What to work on: Repeat the stretch of entries below from the line with "pub mod resolver;" through the line with "to the type". Include both ends and add nothing.

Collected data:
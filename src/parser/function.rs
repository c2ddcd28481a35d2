//! Tuple extension and function-type wrapping (§4.4.4), plus the entity-level
//! parameter tuple used by declaration signatures (§4.4.5).
//!
//! The worked examples in §8.2 mangle a function type *result first*: the
//! primary type already parsed by `parse_type` is the result, a fresh input
//! (tuple or singleton) follows, then optional `Ya`/`K`, then the required
//! `c`. `SbSi_SStc` → `(Swift.Int, Swift.String) -> Swift.Bool` and
//! `SbSi_SStYaKc` → `... async throws -> Swift.Bool` only parse under that
//! order — the alternative reading in the prose (input first, result last)
//! has no result bytes left to consume once `c` is reached.

use crate::ast::{Ast, Node, NodeFlags, NodeKind};
use crate::error::Result;

use super::Parser;

impl<'a> Parser<'a> {
    /// Extends an already-parsed type into a tuple via a trailing
    /// `(_ <type>)+ t`. Used for bare tuple types (`Si_Sit`) and as the
    /// first stage a function's result candidate passes through before
    /// function-wrapping is attempted.
    pub(crate) fn try_parse_tuple_extension(&mut self, base: Ast) -> Result<Ast> {
        if self.cursor.peek() != b'_' {
            return Ok(base);
        }
        let snapshot = self.save();
        match self.parse_tuple_tail(base.clone()) {
            Ok(tuple) => {
                self.push_substitution(tuple.clone());
                Ok(tuple)
            }
            Err(_) => {
                self.restore(snapshot);
                Ok(base)
            }
        }
    }

    /// `(_ <type>)+ t`, `first` already parsed. Shared by tuple extension and
    /// entity parameter tuples — later elements go through full `parse_type`
    /// since a tuple element can itself be a function type.
    pub(crate) fn parse_tuple_tail(&mut self, first: Ast) -> Result<Ast> {
        let mut elements = vec![first];
        while self.cursor.peek() == b'_' {
            self.cursor.consume()?;
            elements.push(self.parse_type()?);
        }
        self.cursor.expect(b't')?;
        Ok(Node::with_children(NodeKind::Tuple, elements))
    }

    /// Attempts to wrap `result_candidate` as a function's result by parsing
    /// a fresh input, optional `Ya`/`K`, and the required `c`. On any
    /// failure the attempt is fully backed out and `result_candidate` is
    /// returned unchanged — this is how a bare type (no function wrapper)
    /// survives when nothing after it completes the function grammar.
    pub(crate) fn try_parse_function_after_tuple(&mut self, result_candidate: Ast) -> Result<Ast> {
        let snapshot = self.save();
        match self.parse_function_tail(result_candidate.clone()) {
            Ok(func) => Ok(func),
            Err(_) => {
                self.restore(snapshot);
                Ok(result_candidate)
            }
        }
    }

    fn parse_function_tail(&mut self, result: Ast) -> Result<Ast> {
        let input = self.parse_function_input()?;
        let mut flags = NodeFlags::default();
        if self.cursor.match_string("Ya") {
            flags.is_async = true;
        }
        if self.cursor.peek() == b'K' {
            self.cursor.consume()?;
            flags.throws = true;
        }
        self.cursor.expect(b'c')?;
        Ok(Node::with_flags(NodeKind::Function, vec![input, result], flags))
    }

    /// A function's input: unit (`y`), a parenthesized tuple, or a single
    /// type wrapped in a singleton tuple. The first element is parsed via
    /// [`Parser::parse_input_element`] rather than `parse_type` directly —
    /// calling the latter would recursively attempt *its own* function
    /// wrapping on the same bytes, which is both wrong and, for a bare
    /// single-type input, would skip the singleton-tuple wrapping entirely.
    pub(crate) fn parse_function_input(&mut self) -> Result<Ast> {
        let first = self.parse_input_element()?;
        if self.cursor.peek() == b'_' {
            return self.parse_tuple_tail(first);
        }
        if first.kind() == NodeKind::EmptyList {
            return Ok(Node::retag(&first, NodeKind::Tuple));
        }
        Ok(Node::with_children(NodeKind::Tuple, vec![first]))
    }

    /// A single tuple/function-input element: primary type plus the
    /// contextual, bound-generic and optional-sugar suffixes, but
    /// deliberately not tuple-extension or function-wrapping (the caller
    /// handles those at the list level).
    pub(crate) fn parse_input_element(&mut self) -> Result<Ast> {
        let mut current = self.parse_primary_type()?;
        current = self.parse_contextual_suffix(current)?;
        current = self.parse_bound_generic_suffix(current)?;
        current = self.apply_optional_suffix(current)?;
        Ok(current)
    }

    /// §4.4.5: an entity declaration's parameter tuple. Structurally the
    /// same grammar as a type-level tuple (first element bare, then
    /// `_element`*, terminal `t`), zipped against `labels` to build
    /// `argument` nodes instead of bare elements. Each element may carry a
    /// trailing `z` marking it `inOut`.
    pub(crate) fn parse_entity_parameter_tuple(&mut self, labels: &[String]) -> Result<Ast> {
        let first = self.parse_inout_wrapped_element()?;
        let elements: Vec<Ast> = if self.cursor.peek() == b'_' {
            let mut elements = vec![first];
            while self.cursor.peek() == b'_' {
                self.cursor.consume()?;
                elements.push(self.parse_inout_wrapped_element()?);
            }
            self.cursor.expect(b't')?;
            elements
        } else if first.kind() == NodeKind::EmptyList {
            Vec::new()
        } else {
            vec![first]
        };
        Ok(self.zip_arguments(elements, labels))
    }

    /// A parameter element followed by an optional trailing `z`, which
    /// wraps it in `inOut`.
    fn parse_inout_wrapped_element(&mut self) -> Result<Ast> {
        let element = self.parse_input_element()?;
        if self.cursor.peek() == b'z' {
            self.cursor.consume()?;
            return Ok(Node::with_children(NodeKind::InOut, vec![element]));
        }
        Ok(element)
    }

    fn zip_arguments(&self, elements: Vec<Ast>, labels: &[String]) -> Ast {
        let labels = self.normalize_labels(elements.len(), labels);
        let args = elements
            .into_iter()
            .zip(labels)
            .map(|(ty, label)| Node::with_text_and_children(NodeKind::Argument, label, vec![ty]))
            .collect();
        Node::with_children(NodeKind::ArgumentTuple, args)
    }

    /// If there is exactly one fewer label than parameter, the first
    /// parameter is unlabeled (shifts the rest into place).
    fn normalize_labels(&self, param_count: usize, labels: &[String]) -> Vec<String> {
        if labels.len() + 1 == param_count {
            let mut shifted = vec!["_".to_string()];
            shifted.extend(labels.iter().cloned());
            return shifted;
        }
        let mut labels = labels.to_vec();
        labels.resize(param_count, "_".to_string());
        labels
    }
}
use super::*;

#[test]
fn peek_is_zero_at_eof() {
    let c = Cursor::new(b"");
    assert!(c.eof());
    assert_eq!(c.peek(), 0);
}

#[test]
fn consume_advances_and_fails_at_eof() {
    let mut c = Cursor::new(b"Si");
    assert_eq!(c.consume().unwrap(), b'S');
    assert_eq!(c.consume().unwrap(), b'i');
    assert!(c.eof());
    assert!(c.consume().is_err());
}

#[test]
fn expect_does_not_advance_on_mismatch() {
    let mut c = Cursor::new(b"x");
    assert!(c.expect(b'y').is_err());
    assert_eq!(c.pos(), 0);
    assert!(c.expect(b'x').is_ok());
    assert_eq!(c.pos(), 1);
}

#[test]
fn match_string_is_lookahead_only() {
    let mut c = Cursor::new(b"hello");
    assert!(!c.match_string("world"));
    assert_eq!(c.pos(), 0);
    assert!(c.match_string("hell"));
    assert_eq!(c.pos(), 4);
}

#[test]
fn read_number_reads_maximal_digit_run() {
    let mut c = Cursor::new(b"123abc");
    assert_eq!(c.read_number().unwrap(), 123);
    assert_eq!(c.pos(), 3);
}

#[test]
fn read_number_fails_with_no_digits() {
    let mut c = Cursor::new(b"abc");
    assert!(c.read_number().is_err());
    assert_eq!(c.pos(), 0);
}

#[test]
fn read_identifier_reads_length_prefixed_bytes() {
    let mut c = Cursor::new(b"5Hello_rest");
    assert_eq!(c.read_identifier().unwrap(), "Hello");
    assert_eq!(c.pos(), 6);
}

#[test]
fn read_identifier_rejects_zero_length() {
    let mut c = Cursor::new(b"0rest");
    assert!(c.read_identifier().is_err());
}

#[test]
fn read_identifier_rejects_overflowing_length() {
    let mut c = Cursor::new(b"99short");
    assert!(c.read_identifier().is_err());
}

#[test]
fn save_restore_round_trips_position() {
    let mut c = Cursor::new(b"Si_SStc");
    c.consume().unwrap();
    let snap = c.save();
    c.consume().unwrap();
    c.consume().unwrap();
    assert_eq!(c.pos(), 3);
    c.restore(snap);
    assert_eq!(c.pos(), 1);
}
//! The two back-reference caches and the multi-substitution pending queue
//! (§3.2, §4.2). All three are append-only during a parse and are restored
//! to an earlier length on backtrack — they never need to support arbitrary
//! removal, only truncation back to a saved length.

use std::collections::VecDeque;

use crate::ast::Ast;
use crate::error::{DemangleError, Result};

/// Numeric substitution list: `A<base36>_` / `A_` / `<digit>_` back-references.
/// Entries are pushed after parsing a known-short type, a standard-library
/// nominal, a nominal-or-identifier, a bound generic, a tuple, or a function
/// (§4.2 item 1). Retrieval clones the `Rc` — cheap, and safe because no
/// entry is ever mutated after being pushed.
#[derive(Debug, Default)]
pub struct SubstitutionStore {
    entries: Vec<Ast>,
}

impl SubstitutionStore {
    pub fn new() -> Self {
        Self::default()
    }

    pub fn push(&mut self, node: Ast) {
        self.entries.push(node);
    }

    pub fn len(&self) -> usize {
        self.entries.len()
    }

    pub fn is_empty(&self) -> bool {
        self.entries.is_empty()
    }

    pub fn get(&self, index: usize) -> Result<Ast> {
        self.entries
            .get(index)
            .cloned()
            .ok_or(DemangleError::BadSubstitutionIndex {
                index,
                size: self.entries.len(),
            })
    }

    /// Undoes every push since `len` was observed (speculative-parse rollback).
    pub fn truncate(&mut self, len: usize) {
        self.entries.truncate(len);
    }
}

/// Word-compression dictionary for identifier back-references (§4.2 item 2).
/// Words are the pieces of a camelCase identifier split at lowercase→
/// uppercase boundaries, with leading/trailing underscores staying attached
/// to whichever word they're adjacent to. Capped at 26 entries — one per
/// letter `A..Z`.
#[derive(Debug, Default)]
pub struct WordStore {
    words: Vec<String>,
}

const WORD_CAP: usize = 26;

impl WordStore {
    pub fn new() -> Self {
        Self::default()
    }

    pub fn len(&self) -> usize {
        self.words.len()
    }

    pub fn is_empty(&self) -> bool {
        self.words.is_empty()
    }

    pub fn truncate(&mut self, len: usize) {
        self.words.truncate(len);
    }

    /// Splits `identifier` into words and appends them (subject to the cap),
    /// per the recording rule in §4.2: only identifiers of length ≥ 2
    /// contribute words at all.
    pub fn record_identifier(&mut self, identifier: &str) {
        if identifier.chars().count() < 2 {
            return;
        }
        for word in split_into_words(identifier) {
            if self.words.len() >= WORD_CAP {
                return;
            }
            self.words.push(word);
        }
    }

    /// Resolves an uppercase back-reference letter (`A..Z`) to a previously
    /// recorded word.
    pub fn resolve(&self, letter: u8) -> Option<&str> {
        if !letter.is_ascii_uppercase() {
            return None;
        }
        let index = (letter - b'A') as usize;
        self.words.get(index).map(String::as_str)
    }
}

/// Splits an identifier at lowercase→uppercase boundaries. Underscores never
/// trigger a split themselves, so leading/trailing underscores stay attached
/// to their neighboring word.
fn split_into_words(identifier: &str) -> Vec<String> {
    let chars: Vec<char> = identifier.chars().collect();
    let mut words = Vec::new();
    let mut current = String::new();
    for (i, &c) in chars.iter().enumerate() {
        if i > 0 && chars[i - 1].is_lowercase() && c.is_uppercase() {
            words.push(std::mem::take(&mut current));
        }
        current.push(c);
    }
    if !current.is_empty() {
        words.push(current);
    }
    words
}

/// Queue of nodes produced by a multi-substitution (`A…`) escape, consumed
/// by subsequent primary-type parses before anything else is tried (§4.2
/// item 3, §4.4.3 rule 1). `pop_above_floor` enforces the per-scope floor
/// from §3.2: a nested parse may not drain pending entries that existed
/// before it started.
#[derive(Debug, Default)]
pub struct PendingQueue {
    items: VecDeque<Ast>,
}

impl PendingQueue {
    pub fn new() -> Self {
        Self::default()
    }

    pub fn push(&mut self, node: Ast) {
        self.items.push_back(node);
    }

    pub fn len(&self) -> usize {
        self.items.len()
    }

    pub fn is_empty(&self) -> bool {
        self.items.is_empty()
    }

    pub fn pop_above_floor(&mut self, floor: usize) -> Option<Ast> {
        if self.items.len() > floor {
            self.items.pop_front()
        } else {
            None
        }
    }

    pub fn truncate(&mut self, len: usize) {
        self.items.truncate(len);
    }
}
//! Swift symbol and type demangler.
//!
//! Turns a mangled Swift symbol (`$s...`) or standalone mangled type into a
//! human-readable string and an [`Ast`] a caller can inspect further. See
//! [`demangle`], [`demangle_symbol_string`], and [`demangle_type_string`].
//!
//! ```
//! use swift_demangle::{demangle_type_string, DemangleOptions};
//!
//! let (text, _ast) = demangle_type_string(b"Si", &DemangleOptions::default()).unwrap();
//! assert_eq!(text, "Swift.Int");
//! ```

pub mod ast;
pub mod cursor;
pub mod error;
pub mod format;
pub mod parser;
pub mod resolver;
pub mod subst;
pub mod sugar;
pub mod tables;

#[cfg(test)]
mod cursor_tests;
#[cfg(test)]
mod format_tests;
#[cfg(test)]
mod resolver_tests;
#[cfg(test)]
mod tables_tests;

pub use ast::{Ast, Node, NodeFlags, NodeKind};
pub use error::{DemangleError, Result};
pub use resolver::SymbolicReferenceResolver;

/// Options shared by all three entry points (§6.1, §6.3).
///
/// `resolver` is consulted for every symbolic-reference escape encountered;
/// leaving it `None` turns a symbolic reference into a [`DemangleError::MissingResolver`].
/// `max_depth` bounds recursive-descent nesting (§5); `0` falls back to the
/// parser's built-in default.
pub struct DemangleOptions {
    pub resolver: Option<Box<dyn SymbolicReferenceResolver>>,
    pub max_depth: u32,
}

impl Default for DemangleOptions {
    fn default() -> Self {
        Self {
            resolver: None,
            max_depth: 512,
        }
    }
}

impl DemangleOptions {
    fn resolver(&self) -> Option<&dyn SymbolicReferenceResolver> {
        self.resolver.as_deref()
    }
}

/// `DemangleTypeString(bytes)`: parses `input` as a standalone mangled type,
/// applies the type-sugar pass, and renders it.
pub fn demangle_type_string(input: &[u8], options: &DemangleOptions) -> Result<(String, Ast)> {
    let parsed = parser::demangle_type(input, options.resolver(), options.max_depth)?;
    let ast = sugar::apply(&parsed);
    let text = format::render(&ast);
    Ok((text, ast))
}

/// `DemangleSymbolString(bytes)`: parses `input` as a mangled symbol
/// (`$s`/`$S` plus an entity chain and suffixes), applies the type-sugar
/// pass, and renders it.
pub fn demangle_symbol_string(input: &[u8], options: &DemangleOptions) -> Result<(String, Ast)> {
    let parsed = parser::demangle_symbol(input, options.resolver(), options.max_depth)?;
    let ast = sugar::apply(&parsed);
    let text = format::render(&ast);
    Ok((text, ast))
}

/// `Demangle(bytes)`: tries the symbol grammar, falling back to the type
/// grammar, and renders whichever succeeds.
pub fn demangle(input: &[u8], options: &DemangleOptions) -> Result<(String, Ast)> {
    let parsed = parser::demangle_string(input, options.resolver(), options.max_depth)?;
    let ast = sugar::apply(&parsed);
    let text = format::render(&ast);
    Ok((text, ast))
}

Solution to this task:
pub mod resolver;
pub mod subst;
pub mod sugar;
pub mod tables;

#[cfg(test)]
mod cursor_tests;
#[cfg(test)]
mod format_tests;
#[cfg(test)]
mod resolver_tests;
#[cfg(test)]
mod tables_tests;

pub use ast::{Ast, Node, NodeFlags, NodeKind};
pub use error::{DemangleError, Result};
pub use resolver::SymbolicReferenceResolver;

/// Options shared by all three entry points (§6.1, §6.3).
///
/// `resolver` is consulted for every symbolic-reference escape encountered;
/// leaving it `None` turns a symbolic reference into a [`DemangleError::MissingResolver`].
/// `max_depth` bounds recursive-descent nesting (§5); `0` falls back to the
/// parser's built-in default.
pub struct DemangleOptions {
    pub resolver: Option<Box<dyn SymbolicReferenceResolver>>,
    pub max_depth: u32,
}

impl Default for DemangleOptions {
    fn default() -> Self {
        Self {
            resolver: None,
            max_depth: 512,
        }
    }
}

impl DemangleOptions {
    fn resolver(&self) -> Option<&dyn SymbolicReferenceResolver> {
        self.resolver.as_deref()
    }
}

/// `DemangleTypeString(bytes)`: parses `input` as a standalone mangled type,
/// applies the type-sugar pass, and renders it.
pub fn demangle_type_string(input: &[u8], options: &DemangleOptions) -> Result<(String, Ast)> {
    let parsed = parser::demangle_type(input, options.resolver(), options.max_depth)?;
    let ast = sugar::apply(&parsed);
    let text = format::render(&ast);
    Ok((text, ast))
}

/// `DemangleSymbolString(bytes)`: parses `input` as a mangled symbol
/// (`$s`/`$S` plus an entity chain and suffixes), applies the type-sugar
/// pass, and renders it.
pub fn demangle_symbol_string(input: &[u8], options: &DemangleOptions) -> Result<(String, Ast)> {
    let parsed = parser::demangle_symbol(input, options.resolver(), options.max_depth)?;
    let ast = sugar::apply(&parsed);
    let text = format::render(&ast);
    Ok((text, ast))
}

/// `Demangle(bytes)`: tries the symbol grammar, falling back to the type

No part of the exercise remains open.